Kurz bevor ein schwaches Lüftchen zaghaft den tosenden Sturm ankündigte, war es einen Augenblick still. Die Welt hielt den Atem an. Die Vögel schwiegen. Die Hasen streckten die Löffel. Sogar die Ameisen hörten auf zu krabbeln.
Und dann ganz leise, das Wehen, das Rauschen in den Bäumen, der anwachsende Wind. Peitscht das Gras. Beugt die hohe Birke an der Weggabelung. Wasser stürzt aus dem Himmel. Die Urgewalt – so wild und schön. Befreiung! Lachen! Die Arme heben und tanzen! Freudenschreie verschluckt vom Tosen des Sturms, vom Klatschen der Wassertropfen auf Stein.
Natürlich Furcht! Ein Baum kann stürzen, ein Dachziegel fallen, der Blitz treffen. Trotzdem – Tollkühnheit und Glück mitten im Sturm.

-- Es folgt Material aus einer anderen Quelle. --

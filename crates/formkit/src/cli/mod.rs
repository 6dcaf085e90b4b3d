pub mod handlers;
pub mod setup;

use clap::{Arg, ArgAction, Command};

pub fn build_cli() -> Command {
    Command::new("formkit")
        .version(env!("CARGO_PKG_VERSION"))
        .about("Form-definition builder: palette, session replay and preview checks")
        .subcommand_required(true)
        .arg(
            Arg::new("config")
                .long("config")
                .global(true)
                .value_name("PATH")
                .help("Config file to use instead of .formkit/config.toml"),
        )
        .arg(
            Arg::new("verbose")
                .short('v')
                .long("verbose")
                .global(true)
                .action(ArgAction::SetTrue)
                .help("Log store operations at debug level"),
        )
        .subcommand(cmd_palette())
        .subcommand(cmd_replay())
        .subcommand(cmd_submit())
}

fn json_flag() -> Arg {
    Arg::new("json")
        .long("json")
        .action(ArgAction::SetTrue)
        .help("Output as JSON")
}

fn script_arg() -> Arg {
    Arg::new("script")
        .required(true)
        .value_name("SCRIPT")
        .help("JSON file with an \"operations\" list")
}

fn cmd_palette() -> Command {
    Command::new("palette")
        .about("List field kinds with their default configuration")
        .arg(json_flag())
}

fn cmd_replay() -> Command {
    Command::new("replay")
        .about("Apply a script of builder operations and print the resulting form")
        .arg(script_arg())
        .arg(json_flag())
}

fn cmd_submit() -> Command {
    Command::new("submit")
        .about("Replay a script, then validate a preview submission against the form")
        .arg(script_arg())
        .arg(
            Arg::new("submission")
                .required(true)
                .value_name("SUBMISSION")
                .help("JSON object mapping field ids (or $N) to entered values"),
        )
}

Aber heute, da zögerte Martina. Die Angst vor diesem Sturm war groß. Sie konnte doch nicht allen den lang ersehnten Tag verderben. Und war die Ruhe, die Ruhe vor dem Sturm nicht köstlich auf ihre Art? Ja, das war sie. Sie sah ihn kommen – unausweichlich. Aber vielleicht konnte er warten, ein bisschen, nur noch bis übermorgen, der Sturm.
Und danach? Oh je, es wird nichts mehr sein, wie es einmal war.
Hoffentlich ist danach nichts mehr, wie es einmal war.